Had it been Narendra Modi who had made such a presentation, his team would have gone to town in making sure that it — and word about it — was relayed to the far corners of the country within minutes. The Congress, however, had no such strategy, not even to get the Youth Congress leaders on Facebook and Twitter and provoke a roaring debate around their icon Rahul and the change he wanted to bring. As a result, the Internet was full of voices skeptical about the new vice president of the Congress.    

This speaks volumes about the inadequacy of the Congress party’s media and communications strategy.  When it thinks of “media management”, it is only thinking of how to push the media to echo its line. 

It is not as if the Congress does not have bright, articulate, tech and media savvy leaders.
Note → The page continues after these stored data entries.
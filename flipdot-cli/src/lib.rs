//! # flipdot-cli
//!
//! Command-line driver for flip-dot displays: shows text, blinks it or
//! runs a demo of transitions on one display or a mux of several.
//!
//! - **config**: `DriverConfig` TOML with transport, geometry and mux entries
//! - **surface**: the `Surface` trait shared by `Display` and `MultiDisplay`
//! - **animation**: text, wipes, curtain, dot and the transition round-robin
//! - **app**: connect, main loop and shutdown

pub mod animation;
pub mod app;
pub mod config;
pub mod surface;

pub use animation::{AnimationState, Font, Pace};
pub use config::DriverConfig;
pub use surface::Surface;
//! A logical canvas driven as a set of addressed panels.
//!
//! ## Bit packing
//!
//! Each panel column becomes one byte. Row 0 (top) is bit 0, row `h-1`
//! is bit `h-1`; unused high bits stay zero. A pixel is set when its
//! channel sum exceeds [`ON_THRESHOLD`](crate::canvas::ON_THRESHOLD).
//!
//! ```text
//! column x:   row 0 ─► bit 0 (LSB)
//!             row 1 ─► bit 1
//!              ...
//!             row 6 ─► bit 6
//!                      bit 7 = 0
//! ```

use embedded_graphics::pixelcolor::{Rgb888, RgbColor};
use tracing::{debug, warn};

use crate::canvas::{Canvas, from_bit, is_on};
use crate::error::{FlipdotError, SendError, TransportError};
use crate::panel::{Panel, PanelMap};
use crate::transport::{ChannelKind, Client, Transport};

// ── Packing ──────────────────────────────────────────────────────

/// Pack the pixels under `panel` into one byte per column, left to right.
pub fn pack(canvas: &Canvas, panel: &Panel) -> Vec<u8> {
    (panel.x..panel.x + panel.width)
        .map(|x| {
            (0..panel.height.min(8)).rev().fold(0u8, |byte, y| {
                (byte << 1) | is_on(canvas.pixel(x, panel.y + y)) as u8
            })
        })
        .collect()
}

/// Expand column bytes back into a `width × height` black/white image.
///
/// Missing columns stay black; extra bytes are ignored.
pub fn unpack(payload: &[u8], width: u32, height: u32) -> Canvas {
    let mut image = Canvas::new(width, height);
    for x in 0..width {
        let byte = payload.get(x as usize).copied().unwrap_or(0);
        for y in 0..height.min(8) {
            if (byte >> y) & 0x01 == 1 {
                image.set_pixel(x, y, Rgb888::WHITE);
            }
        }
    }
    image
}

// ── Display ──────────────────────────────────────────────────────

/// A canvas, the panels that tile it and at most one connected link.
///
/// # Lifetime
///
/// [`connect`](Self::connect) opens the link (except TCP, which connects
/// per frame), [`send`](Self::send) pushes every panel, and
/// [`disconnect`](Self::disconnect) closes it again. Reconnecting closes
/// the previous link first.
#[derive(Debug)]
pub struct Display {
    canvas: Canvas,
    panels: PanelMap,
    client: Option<Client>,
}

impl Display {
    /// Create a display of `width × height` with an explicit panel map.
    ///
    /// The map is re-checked against these dimensions.
    pub fn new(width: u32, height: u32, panels: PanelMap) -> Result<Self, FlipdotError> {
        let panels = PanelMap::new(panels.iter().copied(), width, height)?;
        Ok(Self {
            canvas: Canvas::new(width, height),
            panels,
            client: None,
        })
    }

    /// One panel at address 1 spanning the whole canvas.
    pub fn single(width: u32, height: u32) -> Result<Self, FlipdotError> {
        Self::new(width, height, PanelMap::single(width, height)?)
    }

    /// Tile the canvas with equally sized panels.
    pub fn tiled(panel_size: (u32, u32), width: u32, height: u32) -> Result<Self, FlipdotError> {
        Self::new(width, height, PanelMap::tiled(panel_size, (width, height))?)
    }

    pub fn width(&self) -> u32 {
        self.canvas.width()
    }

    pub fn height(&self) -> u32 {
        self.canvas.height()
    }

    pub fn canvas(&self) -> &Canvas {
        &self.canvas
    }

    pub fn canvas_mut(&mut self) -> &mut Canvas {
        &mut self.canvas
    }

    pub fn panels(&self) -> &PanelMap {
        &self.panels
    }

    pub fn is_connected(&self) -> bool {
        self.client.is_some()
    }

    /// Kind of the connected link, if any.
    pub fn channel(&self) -> Option<ChannelKind> {
        self.client.as_ref().map(|c| c.kind())
    }

    /// Paint one panel, or the whole canvas when `address` is `None`,
    /// black (or white).
    pub fn reset(&mut self, address: Option<u8>, white: bool) -> Result<(), FlipdotError> {
        let color = if white { Rgb888::WHITE } else { Rgb888::BLACK };
        match address {
            Some(address) => {
                let p = self
                    .panels
                    .get(address)
                    .ok_or(FlipdotError::UnknownPanel(address))?;
                self.canvas.fill_rect(p.x, p.y, p.width, p.height, color);
            }
            None => self.canvas.fill(color),
        }
        Ok(())
    }

    /// Column bytes for one panel.
    pub fn to_bytes(&self, address: u8) -> Result<Vec<u8>, FlipdotError> {
        let panel = self
            .panels
            .get(address)
            .ok_or(FlipdotError::UnknownPanel(address))?;
        Ok(pack(&self.canvas, panel))
    }

    /// Replace the pixels of one panel with a black/white image decoded
    /// from its column bytes.
    pub fn write_panel(&mut self, address: u8, payload: &[u8]) -> Result<(), FlipdotError> {
        let panel = *self
            .panels
            .get(address)
            .ok_or(FlipdotError::UnknownPanel(address))?;
        let image = unpack(payload, panel.width, panel.height);
        self.canvas.paste(&image, panel.x, panel.y);
        Ok(())
    }

    /// Attach a link, opening it unless it is TCP.
    ///
    /// A previously connected link is disconnected first. If opening
    /// fails the display stays disconnected.
    pub async fn connect(&mut self, mut client: Client) -> Result<(), TransportError> {
        self.disconnect().await?;
        if client.kind() != ChannelKind::Tcp {
            client.open().await?;
        }
        debug!("display connected over {}", client.kind());
        self.client = Some(client);
        Ok(())
    }

    /// Close and drop the link. No-op when nothing is connected.
    pub async fn disconnect(&mut self) -> Result<(), TransportError> {
        match self.client.take() {
            Some(mut client) if client.kind() != ChannelKind::Tcp => client.close().await,
            _ => Ok(()),
        }
    }

    /// Push every panel to the link.
    ///
    /// Does nothing when disconnected. Every panel is attempted even if
    /// an earlier one fails; all failures come back together.
    pub async fn send(&mut self, refresh: bool) -> Result<(), SendError> {
        let Some(client) = self.client.as_mut() else {
            return Ok(());
        };

        let mut failures = SendError::default();
        for panel in self.panels.iter() {
            let bits = pack(&self.canvas, panel);
            if let Err(e) = client.send(panel.address, &bits, refresh).await {
                warn!("panel {} send failed: {e}", panel.address);
                failures.push(panel.address, e);
            }
        }
        failures.into_result()
    }
}

/// Binarize every pixel of a canvas to pure black or white.
pub fn binarize(canvas: &Canvas) -> Canvas {
    let mut out = Canvas::new(canvas.width(), canvas.height());
    for y in 0..canvas.height() {
        for x in 0..canvas.width() {
            out.set_pixel(x, y, from_bit(is_on(canvas.pixel(x, y))));
        }
    }
    out
}

// ── Tests ────────────────────────────────────────────────────────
But they need to be unleashed, utilized and tasked with specific responsibilities.

It is possible that many Congress leaders were unwilling to face the cameras soon after Jaipur because they were not sure how to handle the subject, particularly as it involved Rahul. And they had obviously not been briefed about the line to take.
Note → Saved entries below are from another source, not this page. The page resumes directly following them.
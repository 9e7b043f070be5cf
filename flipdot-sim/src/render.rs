//! Text rendering of the simulated dots.
//!
//! ```text
//!  -----------
//! |  ● ○ ○ ●  |
//! |  ○ ● ● ○  |
//!  -----------
//!  frame 12
//! ```
//!
//! Each dot is a two-character cell. The border is `2w + 3` dashes wide.

use std::io::{self, Stdout, Write};

use crossterm::cursor::{Hide, MoveTo, Show};
use crossterm::style::Print;
use crossterm::terminal::{Clear, ClearType, EnterAlternateScreen, LeaveAlternateScreen};
use crossterm::{execute, queue};

use flipdot_core::Canvas;

const ON: &str = " ●";
const OFF: &str = " ○";

/// Lines of one rendered frame: border, one line per row, border, footer.
pub fn render_lines(canvas: &Canvas, frames: u64) -> Vec<String> {
    let border = format!(" {}", "-".repeat(2 * canvas.width() as usize + 3));
    let mut lines = Vec::with_capacity(canvas.height() as usize + 3);
    lines.push(border.clone());
    for row in canvas.bits() {
        let cells: String = row.iter().map(|&on| if on { ON } else { OFF }).collect();
        lines.push(format!("| {cells}  |"));
    }
    lines.push(border);
    lines.push(format!(" frame {frames}"));
    lines
}

/// Full-screen terminal output.
///
/// Switches to the alternate screen on creation and restores the
/// terminal when dropped.
pub struct TerminalRenderer {
    out: Stdout,
}

impl TerminalRenderer {
    pub fn new() -> io::Result<Self> {
        let mut out = io::stdout();
        execute!(out, EnterAlternateScreen, Hide, Clear(ClearType::All))?;
        Ok(Self { out })
    }

    /// Draw one frame in place.
    pub fn draw(&mut self, canvas: &Canvas, frames: u64) -> io::Result<()> {
        for (row, line) in render_lines(canvas, frames).iter().enumerate() {
            queue!(self.out, MoveTo(0, row as u16), Print(line))?;
        }
        self.out.flush()
    }
}

impl Drop for TerminalRenderer {
    fn drop(&mut self) {
        let _ = execute!(self.out, Show, LeaveAlternateScreen);
    }
}

// ── Tests ────────────────────────────────────────────────────────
It is also possible that they thought it was better to stay off screen at a time when Rahul was about to reconstitute his new team — lest they commit a faux pas, and be sidelined, as a result.

Though many young leaders were called to speak on the Jaipur Declaration at the AICC session, very few went beyond singing paeans of Rahul.
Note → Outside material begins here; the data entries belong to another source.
//! Configuration for the `flipdot` driver.

use std::collections::BTreeMap;
use std::path::Path;

use serde::{Deserialize, Serialize};

use flipdot_core::{
    Client, Display, Endpoint, FlipdotError, MultiDisplay, PANEL_HEIGHT, PANEL_WIDTH,
};

use crate::animation::{Font, Pace};

/// Top-level configuration loaded from a TOML file.
#[derive(Debug, Clone, Serialize, Deserialize)]
#[serde(default)]
pub struct DriverConfig {
    /// Link to a single display.
    pub transport: Endpoint,
    /// Geometry of the display, or of every mux sub-display's panels.
    pub display: DisplayConfig,
    /// Animation timing and fonts.
    pub animation: AnimationConfig,
    /// Sub-displays driven as one canvas. Overrides `transport` when
    /// not empty.
    pub mux: Vec<MuxEntry>,
    /// Logging settings.
    pub logging: LoggingConfig,
}

/// Display geometry.
#[derive(Debug, Clone, Serialize, Deserialize)]
#[serde(default)]
pub struct DisplayConfig {
    pub width: u32,
    pub height: u32,
    pub panel_width: u32,
    pub panel_height: u32,
    /// Panels are mounted a quarter turn from the logical canvas.
    pub portrait: bool,
}

/// Animation settings.
#[derive(Debug, Clone, Serialize, Deserialize)]
#[serde(default)]
pub struct AnimationConfig {
    /// Pause multiplier; 1.0 is real time, 0.5 twice as fast.
    pub tempo: f64,
    /// Font for text given on the command line.
    pub font: Font,
    /// Blinks per round in `--blink` mode.
    pub blinks: usize,
}

/// One sub-display of a mux.
#[derive(Debug, Clone, Serialize, Deserialize)]
pub struct MuxEntry {
    pub id: u8,
    /// Placement offset `(x, y)` on the mux canvas.
    #[serde(default)]
    pub x: u32,
    #[serde(default)]
    pub y: u32,
    /// Physical size of this sub-display.
    pub width: u32,
    pub height: u32,
    pub transport: Endpoint,
}

/// Logging settings.
#[derive(Debug, Clone, Serialize, Deserialize)]
#[serde(default)]
pub struct LoggingConfig {
    /// Log level: "trace", "debug", "info", "warn", "error".
    pub level: String,
}

// ── Defaults ─────────────────────────────────────────────────────

impl Default for DriverConfig {
    fn default() -> Self {
        Self {
            transport: Endpoint::default(),
            display: DisplayConfig::default(),
            animation: AnimationConfig::default(),
            mux: Vec::new(),
            logging: LoggingConfig::default(),
        }
    }
}

impl Default for DisplayConfig {
    fn default() -> Self {
        Self {
            width: 28,
            height: 14,
            panel_width: PANEL_WIDTH,
            panel_height: PANEL_HEIGHT,
            portrait: false,
        }
    }
}

impl Default for AnimationConfig {
    fn default() -> Self {
        Self {
            tempo: 1.0,
            font: Font::Small,
            blinks: 3,
        }
    }
}

impl Default for LoggingConfig {
    fn default() -> Self {
        Self {
            level: "info".into(),
        }
    }
}

// ── Loading ──────────────────────────────────────────────────────

impl DriverConfig {
    /// Load configuration from a TOML file, falling back to defaults.
    pub fn load(path: &Path) -> Self {
        match std::fs::read_to_string(path) {
            Ok(contents) => toml::from_str(&contents).unwrap_or_else(|e| {
                tracing::warn!("invalid config {}: {e}; using defaults", path.display());
                Self::default()
            }),
            Err(_) => {
                tracing::debug!("no config at {}; using defaults", path.display());
                Self::default()
            }
        }
    }

    pub fn pace(&self) -> Pace {
        Pace(self.animation.tempo)
    }

    fn panel_size(&self) -> (u32, u32) {
        (self.display.panel_width, self.display.panel_height)
    }

    /// The single display described by `[display]`, disconnected.
    pub fn build_display(&self) -> Result<Display, FlipdotError> {
        Display::tiled(self.panel_size(), self.display.width, self.display.height)
    }

    /// The mux described by `[[mux]]` (or, for a portrait single
    /// display, a one-entry mux), disconnected, with one client per
    /// sub-display.
    pub fn build_mux(&self) -> Result<(MultiDisplay, BTreeMap<u8, Client>), FlipdotError> {
        let portrait = self.display.portrait;
        let entries: Vec<MuxEntry> = if self.mux.is_empty() {
            vec![MuxEntry {
                id: 1,
                x: 0,
                y: 0,
                width: self.display.width,
                height: self.display.height,
                transport: self.transport.clone(),
            }]
        } else {
            self.mux.clone()
        };

        let (mut width, mut height) = (0, 0);
        for e in &entries {
            let (right, bottom) = if portrait {
                (e.y + e.height, e.x + e.width)
            } else {
                (e.x + e.width, e.y + e.height)
            };
            width = width.max(right);
            height = height.max(bottom);
        }

        let mut displays = Vec::with_capacity(entries.len());
        let mut clients = BTreeMap::new();
        for e in entries {
            let display = Display::tiled(self.panel_size(), e.width, e.height)?;
            displays.push((e.id, (e.x, e.y), display));
            if clients.insert(e.id, e.transport.client()).is_some() {
                return Err(FlipdotError::InvalidConfig(format!(
                    "duplicate mux id {}",
                    e.id
                )));
            }
        }
        let mux = MultiDisplay::new(width, height, displays, portrait)?;
        Ok((mux, clients))
    }

    /// Whether a mux is needed: explicit `[[mux]]` entries or a portrait
    /// display.
    pub fn uses_mux(&self) -> bool {
        !self.mux.is_empty() || self.display.portrait
    }
}

// ── Tests ────────────────────────────────────────────────────────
Rahul has many tasks confronting him now. He has to put together his team, and there is speculation on whether he will go in for his own “political secretary”, or a team of four-five mass-based leaders, from north, south, east and west, who give him feedback and act as his think tank.

From all accounts, however, it may be “continuity with change” for Rahul, rather than “change with continuity”, let alone a complete break from the past. Rahul likes to move cautiously, like his mother, and has given enough hints that he will continue with senior leaders, many of them in his mother’s team, and “learn” from them.

It is interesting that though his formal anointment as the party’s number two had been decided 10 days before the chintan shivir, only a handful of leaders, and that includes the party’s old guard — Ahmed Patel, Janardan Dwivedi, Motilal Vora and AK Antony — were apparently privy to it, apart from the Gandhi family!

At Jaipur, Rahul laid out a vision of the systemic change in the party that he would like to move towards, but that is a long term project. More imminent, he has to beat the Congress into some kind of a shape in the 2013 poll-going states.

In normal course, the party should have been able to put the BJP on the defensive in Madhya Pradesh and Chhatisgarh, but neither state looks easy for it, thanks to the absence of a clear leadership in both states.  Rajasthan and Delhi are suffering from anti-incumbency, though Karnataka does provide a window of opportunity for the Congress.

The longer term challenge of reviving the Congress in the large states — UP, Bihar, Tamil Nadu, West Bengal — remains unaddressed and with the party deferring the decision on Telangana again, the situation does not look good for it in Andhra Pradesh, which propelled it to power in 2004 and 2009.  

Though the Nehru-Gandhi family has been known to keep the Congress united, party members accept the stewardship of the family because it is able to deliver votes to the party. The situation could start changing the moment Congressmen get a sense that the Gandhi family is unable to garner votes.

Though Rahul had managed to create a new connect with his party workers at Jaipur, they are carefully watching to see whether the hitherto aloof and inaccessible leader is going to metamorphose into a 24x7 politician, available to them.

The most important task before Rahul, however, is to create an environment in which his team feels free to speak out without fear of making mistakes, because he has created a sense of confidence in them that even if they do, he will stand by them. For, what bedevils the Congress today is not a lack of talent or ideas, but the party’s inability to distinguish between sycophancy and loyalty.